Currency Crisis Effect on the Stock Market: A Case Study in Indonesia

Monday, December 1, 2008

Currency Crisis Effect on the Stock Market: A Case Study in Indonesia. This essay has analyzed the Indonesian currency crisis by empirically examining relationships between the composite share price index and sectoral stock indices of the Jakarta Stock Exchange and the exchange rate. The results show that changes in composite price index and property and real estate, financial indices provided early indication of the currency crisis when the central bank applied a managed float regime. The VAR test shows that these stock indices (in differences) caused exchange rate changes before the crisis period.

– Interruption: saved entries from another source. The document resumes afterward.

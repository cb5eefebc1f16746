//! Deterministic random number generation.
//!
//! A simulation run must be reproducible from its recorded seed, so all
//! randomness in verglas is derived from that seed via labeled streams.
//!
//! # PRNG Algorithm
//!
//! Uses SplitMix64, a fast, high-quality PRNG that is:
//! - Deterministic and reproducible
//! - Portable (same results on all platforms)
//! - Good statistical quality for Monte Carlo sampling
//!
//! # Stream Model
//!
//! ```text
//! run_seed
//!   └─> scenario label ("scenario.<id>")
//!         └─> sample index (one substream per Monte Carlo trial)
//!               └─> advances with each draw, never resets
//! ```
//!
//! Deriving one substream per sample index means the draws a trial sees do
//! not depend on evaluation order, which keeps parallel and sequential runs
//! identical.

use std::f64::consts::PI;

use crate::stable_hash::fnv1a64_str;

/// A deterministic pseudo-random number stream.
///
/// Streams are created from seeds (typically the run seed combined with a
/// semantic label) and produce a reproducible sequence of values. Each
/// generation method advances the stream state; streams never reset.
#[derive(Debug, Clone, Copy, PartialEq, Eq)]
pub struct RngStream {
    state: u64,
}

impl RngStream {
    /// Create a new RNG stream from a seed.
    #[inline]
    pub const fn new(seed: u64) -> Self {
        // Ensure non-zero state (SplitMix64 requirement)
        let state = if seed == 0 { 0x9E3779B97F4A7C15 } else { seed };
        Self { state }
    }

    /// Create a new RNG stream by combining a parent seed with a label.
    ///
    /// This is the primary way to create the per-run stream:
    /// ```ignore
    /// let stream = RngStream::derive(run_seed, "scenario.bridge-a12");
    /// ```
    #[inline]
    pub fn derive(parent_seed: u64, label: &str) -> Self {
        let label_hash = fnv1a64_str(label);
        let mixed = splitmix64_mix(parent_seed ^ label_hash);
        Self::new(mixed)
    }

    /// Create an independent substream for a specific sample index.
    ///
    /// Does not advance the parent stream, so substream contents are a
    /// function of (parent state, index) alone.
    #[inline]
    pub fn for_sample(&self, sample_index: u64) -> Self {
        let mixed = splitmix64_mix(self.state ^ sample_index.wrapping_mul(0x9E3779B97F4A7C15));
        Self::new(mixed)
    }

    /// Get the current internal state (for debugging/testing).
    #[inline]
    pub const fn state(&self) -> u64 {
        self.state
    }

    /// Generate the next random u64 value.
    #[inline]
    pub fn next_u64(&mut self) -> u64 {
        self.state = splitmix64_next(self.state);
        splitmix64_mix(self.state)
    }

    /// Generate a uniform random f64 in [0, 1).
    #[inline]
    pub fn uniform(&mut self) -> f64 {
        u64_to_f64_01(self.next_u64())
    }

    /// Generate a uniform random f64 in [min, max).
    #[inline]
    pub fn uniform_range(&mut self, min: f64, max: f64) -> f64 {
        min + self.uniform() * (max - min)
    }

    /// Generate a standard normal (Gaussian) value using Box-Muller.
    #[inline]
    pub fn normal(&mut self) -> f64 {
        let u1 = self.uniform();
        let u2 = self.uniform();
        // Avoid log(0) by ensuring u1 > 0
        let u1 = if u1 == 0.0 { f64::MIN_POSITIVE } else { u1 };
        (-2.0 * u1.ln()).sqrt() * (2.0 * PI * u2).cos()
    }

    /// Generate a normal value with given mean and standard deviation.
    #[inline]
    pub fn normal_with(&mut self, mean: f64, stddev: f64) -> f64 {
        mean + self.normal() * stddev
    }

    /// Generate a log-normal value parameterized by the underlying normal.
    ///
    /// Used for droplet-size draws, which are strictly positive and skewed.
    #[inline]
    pub fn lognormal(&mut self, mu: f64, sigma: f64) -> f64 {
        (mu + self.normal() * sigma).exp()
    }
}

/// SplitMix64 state transition function.
#[inline]
const fn splitmix64_next(state: u64) -> u64 {
    state.wrapping_add(0x9E3779B97F4A7C15)
}

/// SplitMix64 mixing function for deriving new states.
#[inline]
const fn splitmix64_mix(mut z: u64) -> u64 {
    z = (z ^ (z >> 30)).wrapping_mul(0xBF58476D1CE4E5B9);
    z = (z ^ (z >> 27)).wrapping_mul(0x94D049BB133111EB);
    z ^ (z >> 31)
}

/// Convert a u64 to a uniform f64 in [0, 1).
///
/// Uses the upper 53 bits for full f64 precision.
#[inline]
const fn u64_to_f64_01(x: u64) -> f64 {
    (x >> 11) as f64 * (1.0 / (1u64 << 53) as f64)
}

There has been a strong causality relationship from the rupiah exchange rate to the composite share price index and all the stock indices during the post crisis period. All stock market indices can be explained by the exchange rate changes. The tradable goods producers such as mining and manufacturing have positive sensitive to exchange rate changes. They become better off when the exchange rate depreciates. On the other hand, non-tradable goods producers such as property and real estate and infrastructure will become worse off when the exchange rate depreciates.

The causality relationship between the exchange rate and the stock market indices disappeared during the peak crisis period. Many factors influenced the exchange rate, such as a social and political instability and a loss of confidence by investors.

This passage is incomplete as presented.